Hand-washing reduces but does not eliminate illnesses from touching animals
Hand-washing must be thorough, using lots of soap, and should take at least 20 seconds (about as long as it takes to sing "Happy Birthday" twice through). Because people generally wash their hands only after an activity (playing with animals, for example) is over, be careful to avoid putting your hands near your eyes, mouth, or nose until after you have washed your hands.

Animal bites don't need to be large or deep to cause disease
Small, hard-to-see puncture wounds can transmit serious illnesses. Wash all wounds well; however, puncture wounds are nearly impossible to clean adequately. Report the incident to an adult and to responsible local authorities--further treatments may be necessary.

Don’t forget rabies
This disease is virtually 100% fatal if left alone, but 100% curable if treated promptly and properly. Tens of thousands of people, two-thirds of them children, die of rabies each year in developing countries. The vast majority of cases are caused by dogs, but any mammal can transmit rabies.

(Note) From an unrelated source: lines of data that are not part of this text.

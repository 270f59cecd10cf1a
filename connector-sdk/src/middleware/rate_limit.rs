use tracing::{debug, trace};

use crate::bail;
use crate::concurrency::limiter::Limiter;
use crate::config::{ConfigMap, ConfigSchema, FieldSet, contains_key, parse_config};
use crate::context::Context;
use crate::destination::{Destination, Record};
use crate::error::{ErrorKind, SdkResult};
use crate::middleware::DestinationMiddleware;
use crate::parameter::{Parameter, ParameterType, Parameters, merge_parameters};

/// Maximum number of writes per second, `0` to disable rate limiting.
pub const RATE_PER_SECOND_KEY: &str = "sdk.rate.perSecond";
/// Number of writes allowed to go through at once, at least 1.
pub const RATE_BURST_KEY: &str = "sdk.rate.burst";

#[derive(Debug, Default)]
struct RateLimitConfig {
    rate_per_second: f64,
    burst: i64,
}

impl ConfigSchema for RateLimitConfig {
    fn register<'a>(&'a mut self, fields: &mut FieldSet<'a>) {
        fields
            .field(RATE_PER_SECOND_KEY, &mut self.rate_per_second)
            .field(RATE_BURST_KEY, &mut self.burst);
    }
}

/// Middleware throttling the writes of a destination with a token bucket.
///
/// A rate of `0` leaves the destination unlimited. A burst below 1 is raised to 1.
#[derive(Debug, Clone, Copy, PartialEq, Default)]
pub struct DestinationWithRateLimit {
    pub default_rate_per_second: f64,
    pub default_burst: i64,
}

impl DestinationWithRateLimit {
    pub fn new(default_rate_per_second: f64, default_burst: i64) -> Self {
        Self {
            default_rate_per_second,
            default_burst,
        }
    }

    fn parameters(&self) -> Parameters {
        Parameters::from([
            (
                RATE_PER_SECOND_KEY.to_string(),
                Parameter::new(
                    ParameterType::Float,
                    "Maximum times the Write function can be called per second (0 means no rate limit).",
                )
                .with_default(self.default_rate_per_second.to_string()),
            ),
            (
                RATE_BURST_KEY.to_string(),
                Parameter::new(
                    ParameterType::Int,
                    "Allow bursts of at most X writes (1 or less means that bursts are not allowed). Only takes effect if a rate limit per second is set.",
                )
                .with_default(self.default_burst.to_string()),
            ),
        ])
    }

    /// Sets the keys absent from `config` to their default values.
    fn fill_defaults(&self, config: &mut ConfigMap) {
        let defaults = [
            (RATE_PER_SECOND_KEY, self.default_rate_per_second.to_string()),
            (RATE_BURST_KEY, self.default_burst.to_string()),
        ];

        for (key, default) in defaults {
            if !contains_key(config, key) {
                config.insert(key.to_string(), default);
            }
        }
    }
}

impl DestinationMiddleware for DestinationWithRateLimit {
    type Wrapped<D: Destination> = RateLimitedDestination<D>;

    fn wrap<D: Destination>(self, destination: D) -> RateLimitedDestination<D> {
        RateLimitedDestination {
            inner: destination,
            middleware: self,
            limiter: None,
        }
    }
}

/// A destination wrapped by [`DestinationWithRateLimit`].
#[derive(Debug)]
pub struct RateLimitedDestination<D> {
    inner: D,
    middleware: DestinationWithRateLimit,
    limiter: Option<Limiter>,
}

impl<D> RateLimitedDestination<D> {
    /// Returns the limiter created by [`Destination::configure`], `None` when writes are not
    /// limited.
    pub fn limiter(&self) -> Option<&Limiter> {
        self.limiter.as_ref()
    }

    pub fn inner(&self) -> &D {
        &self.inner
    }
}

impl<D: Destination> Destination for RateLimitedDestination<D> {
    fn parameters(&self) -> Parameters {
        merge_parameters(self.inner.parameters(), self.middleware.parameters())
    }

    async fn configure(&mut self, ctx: &Context, config: &mut ConfigMap) -> SdkResult<()> {
        self.middleware.fill_defaults(config);

        let resolved: RateLimitConfig = parse_config(config)?;
        let rate = resolved.rate_per_second;
        if !rate.is_finite() || rate < 0.0 {
            bail!(
                ErrorKind::ConfigDecodeFailed,
                "Rate limit must be a non-negative finite number",
                format!("{RATE_PER_SECOND_KEY}: {rate} is not a valid rate")
            );
        }

        let burst = usize::try_from(resolved.burst.max(1)).unwrap_or(usize::MAX);
        self.limiter = if rate > 0.0 {
            debug!(rate, burst, "rate limiting writes");
            Some(Limiter::new(rate, burst))
        } else {
            debug!("rate limiting disabled");
            None
        };

        self.inner.configure(ctx, config).await
    }

    async fn open(&mut self, ctx: &Context) -> SdkResult<()> {
        self.inner.open(ctx).await
    }

    async fn write(&self, ctx: &Context, records: Vec<Record>) -> SdkResult<usize> {
        if let Some(limiter) = &self.limiter {
            trace!(records = records.len(), "acquiring write token");
            limiter.acquire(ctx).await?;
        }

        self.inner.write(ctx, records).await
    }

    async fn teardown(&mut self, ctx: &Context) -> SdkResult<()> {
        self.inner.teardown(ctx).await
    }
}

#[cfg(test)]
mod tests {
    use std::time::Duration;
    use tokio::time::Instant;

    use super::*;
    use crate::error::SdkError;
    use crate::middleware::DestinationExt;
    use crate::test_utils::test_destination::TestDestination;

    fn config(pairs: &[(&str, &str)]) -> ConfigMap {
        pairs
            .iter()
            .map(|(k, v)| (k.to_string(), v.to_string()))
            .collect()
    }

    #[test]
    fn parameters_are_merged() {
        let inner = TestDestination::new().with_parameters(Parameters::from([(
            "foo".to_string(),
            Parameter::new(ParameterType::String, "baz")
                .with_default("bar")
                .required(),
        )]));
        let expected = inner.parameters();

        let destination = inner.with(DestinationWithRateLimit::new(1.5, 3));
        let parameters = destination.parameters();

        assert_eq!(parameters.len(), 3);
        assert_eq!(parameters["foo"], expected["foo"]);
        assert_eq!(parameters[RATE_PER_SECOND_KEY].default, "1.5");
        assert_eq!(parameters[RATE_PER_SECOND_KEY].kind, ParameterType::Float);
        assert_eq!(parameters[RATE_BURST_KEY].default, "3");
        assert_eq!(parameters[RATE_BURST_KEY].kind, ParameterType::Int);
    }

    #[tokio::test]
    async fn configure_builds_the_limiter() {
        let cases = [
            ("empty config", DestinationWithRateLimit::default(), config(&[]), None),
            (
                "empty config, custom defaults",
                DestinationWithRateLimit::new(1.23, 4),
                config(&[]),
                Some((1.23, 4)),
            ),
            (
                "negative burst default",
                DestinationWithRateLimit::new(1.23, -2),
                config(&[]),
                Some((1.23, 1)),
            ),
            (
                "config with values",
                DestinationWithRateLimit::new(1.23, 4),
                config(&[(RATE_PER_SECOND_KEY, "12.34"), (RATE_BURST_KEY, "5")]),
                Some((12.34, 5)),
            ),
            (
                "config with zero burst",
                DestinationWithRateLimit::new(1.23, 4),
                config(&[(RATE_BURST_KEY, "0")]),
                Some((1.23, 1)),
            ),
            (
                "keys spelled in another case",
                DestinationWithRateLimit::new(1.23, 4),
                config(&[("SDK.RATE.PERSECOND", "3")]),
                Some((3.0, 4)),
            ),
            (
                "rate disabled by config",
                DestinationWithRateLimit::new(1.23, 4),
                config(&[(RATE_PER_SECOND_KEY, "0")]),
                None,
            ),
        ];

        for (name, middleware, mut have, want) in cases {
            let inner = TestDestination::new();
            let mut destination = inner.clone().with(middleware);

            destination
                .configure(&Context::background(), &mut have)
                .await
                .unwrap();

            let limiter = destination
                .limiter()
                .map(|limiter| (limiter.limit(), limiter.burst()));
            assert_eq!(limiter, want, "{name}");
            assert_eq!(inner.configure_calls().len(), 1, "{name}");
            assert!(contains_key(&have, RATE_PER_SECOND_KEY), "{name}");
            assert!(contains_key(&have, RATE_BURST_KEY), "{name}");
            assert_eq!(have.len(), 2, "{name}");
        }
    }

    #[tokio::test]
    async fn invalid_rates_are_rejected() {
        for rate in ["-1", "NaN", "inf", "fast"] {
            let inner = TestDestination::new();
            let mut destination = inner.clone().with(DestinationWithRateLimit::default());

            let err = destination
                .configure(
                    &Context::background(),
                    &mut config(&[(RATE_PER_SECOND_KEY, rate)]),
                )
                .await
                .unwrap_err();

            assert_eq!(err.kind(), ErrorKind::ConfigDecodeFailed, "{rate}");
            assert!(inner.configure_calls().is_empty(), "{rate}");
            if rate != "fast" {
                assert!(err.to_string().contains("non-negative finite"), "{rate}");
            }
        }
    }

    #[tokio::test]
    async fn inner_errors_propagate_unchanged() {
        let failure = SdkError::from((ErrorKind::ConfigError, "Inner configuration rejected"));
        let mut destination = TestDestination::new()
            .failing_configure(failure.clone())
            .with(DestinationWithRateLimit::new(1.0, 1));

        let err = destination
            .configure(&Context::background(), &mut ConfigMap::new())
            .await
            .unwrap_err();

        assert_eq!(err, failure);
    }

    #[tokio::test(start_paused = true)]
    async fn writes_are_throttled() {
        let inner = TestDestination::new();
        let mut destination = inner.clone().with(DestinationWithRateLimit::new(2.0, 1));
        let ctx = Context::background();
        destination
            .configure(&ctx, &mut ConfigMap::new())
            .await
            .unwrap();

        let start = Instant::now();
        for _ in 0..3 {
            destination
                .write(&ctx, vec![Record::new("payload")])
                .await
                .unwrap();
        }

        assert!(start.elapsed() >= Duration::from_secs(1));
        assert_eq!(inner.write_calls().len(), 3);
    }

    #[tokio::test(start_paused = true)]
    async fn unlimited_writes_do_not_wait() {
        let inner = TestDestination::new();
        let mut destination = inner.clone().with(DestinationWithRateLimit::default());
        let ctx = Context::background();
        destination
            .configure(&ctx, &mut ConfigMap::new())
            .await
            .unwrap();

        let start = Instant::now();
        for _ in 0..100 {
            destination
                .write(&ctx, vec![Record::new("payload")])
                .await
                .unwrap();
        }

        assert_eq!(start.elapsed(), Duration::ZERO);
    }

    #[tokio::test(start_paused = true)]
    async fn cancelled_write_is_not_delegated() {
        let inner = TestDestination::new();
        let mut destination = inner.clone().with(DestinationWithRateLimit::new(0.1, 1));
        let (ctx, handle) = Context::background().with_cancel();
        destination
            .configure(&ctx, &mut ConfigMap::new())
            .await
            .unwrap();

        destination
            .write(&ctx, vec![Record::new("first")])
            .await
            .unwrap();

        let canceller = async {
            tokio::time::sleep(Duration::from_millis(100)).await;
            handle.cancel();
        };
        let (result, _) = tokio::join!(
            destination.write(&ctx, vec![Record::new("second")]),
            canceller
        );

        let err = result.unwrap_err();
        assert_eq!(err.kind(), ErrorKind::Canceled);
        assert!(err.is_cancellation());
        assert_eq!(inner.write_calls().len(), 1);
    }

    #[tokio::test(start_paused = true)]
    async fn tiny_rate_write_fails_fast_past_deadline() {
        let inner = TestDestination::new();
        let mut destination = inner.clone().with(DestinationWithRateLimit::default());
        let ctx = Context::background();
        destination
            .configure(&ctx, &mut config(&[(RATE_PER_SECOND_KEY, "1e-300")]))
            .await
            .unwrap();
        destination
            .write(&ctx, vec![Record::new("first")])
            .await
            .unwrap();

        let ctx = ctx.with_timeout(Duration::from_secs(1));
        let err = destination
            .write(&ctx, vec![Record::new("second")])
            .await
            .unwrap_err();

        assert_eq!(err.kind(), ErrorKind::DeadlineExceeded);
        assert_eq!(inner.write_calls().len(), 1);
    }

    #[tokio::test(start_paused = true)]
    async fn write_past_deadline_fails_fast() {
        let inner = TestDestination::new();
        let mut destination = inner.clone().with(DestinationWithRateLimit::new(1.0, 1));
        let ctx = Context::background();
        destination
            .configure(&ctx, &mut ConfigMap::new())
            .await
            .unwrap();
        destination
            .write(&ctx, vec![Record::new("first")])
            .await
            .unwrap();

        let ctx = ctx.with_timeout(Duration::from_millis(10));
        let err = destination
            .write(&ctx, vec![Record::new("second")])
            .await
            .unwrap_err();

        assert_eq!(err.kind(), ErrorKind::DeadlineExceeded);
        assert_eq!(inner.write_calls().len(), 1);
    }
}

There are rabid animals in North America, mostly in rural areas. All bites and licks from animals must be examined by a doctor or other adult. Good follow-up treatment has practically eliminated rabies cases in humans. Treatment involves proper wound cleaning and six injections over a month, which are in the arm and no more painful than other injections.

The few cases of rabies fatalities that do occur in North America are mostly due to bat bites. Because bats have small teeth, their bites are not very painful, and the marks are not easily seen, you might think a bat bite is no big deal. But it is very important to tell a doctor or other adult if you have contact with a bat or even if you just find a bat near another kid (especially a young child).

Some animals are inappropriate for classrooms or homes
Animals are valuable learning aids in schools and can teach us a lot. But some animals can carry disease-causing organisms. Baby chicks and ducks, and turtles and lizards, for example, sometimes carry salmonella or other intestinal disease-causing organisms. Young children (less than five years old) and people with immune conditions or certain chronic diseases are most at risk of such diseases. You can find guidelines of animals who are least likely to cause disease on the internet, from the National Science Teachers Association and the National Association of Biology Teachers

Leave dogs at home when visiting rural parks and forests
Pet dogs and wild animals often feel threatened by each other and respond aggressively. Children have been injured trying to retrieve dogs who suddenly bolted, or ran off. Dogs can acquire disease-carrying organisms and poison ivy on their coats and transmit them to people.

Check health advisories when traveling
Stop at visitors’ centers in national parks and forests for information about local animals. Read Centers for Disease Control and Prevention and World Health Organization websites before you travel overseas, especially to rural areas in developing countries.

If you get sick, tell your doctor about any recent animal contact and recent travels
If the doctor knows you have visited a petting zoo, camped out, or traveled overseas, for example, he or she will be better able to make diagnosis and plan treatment.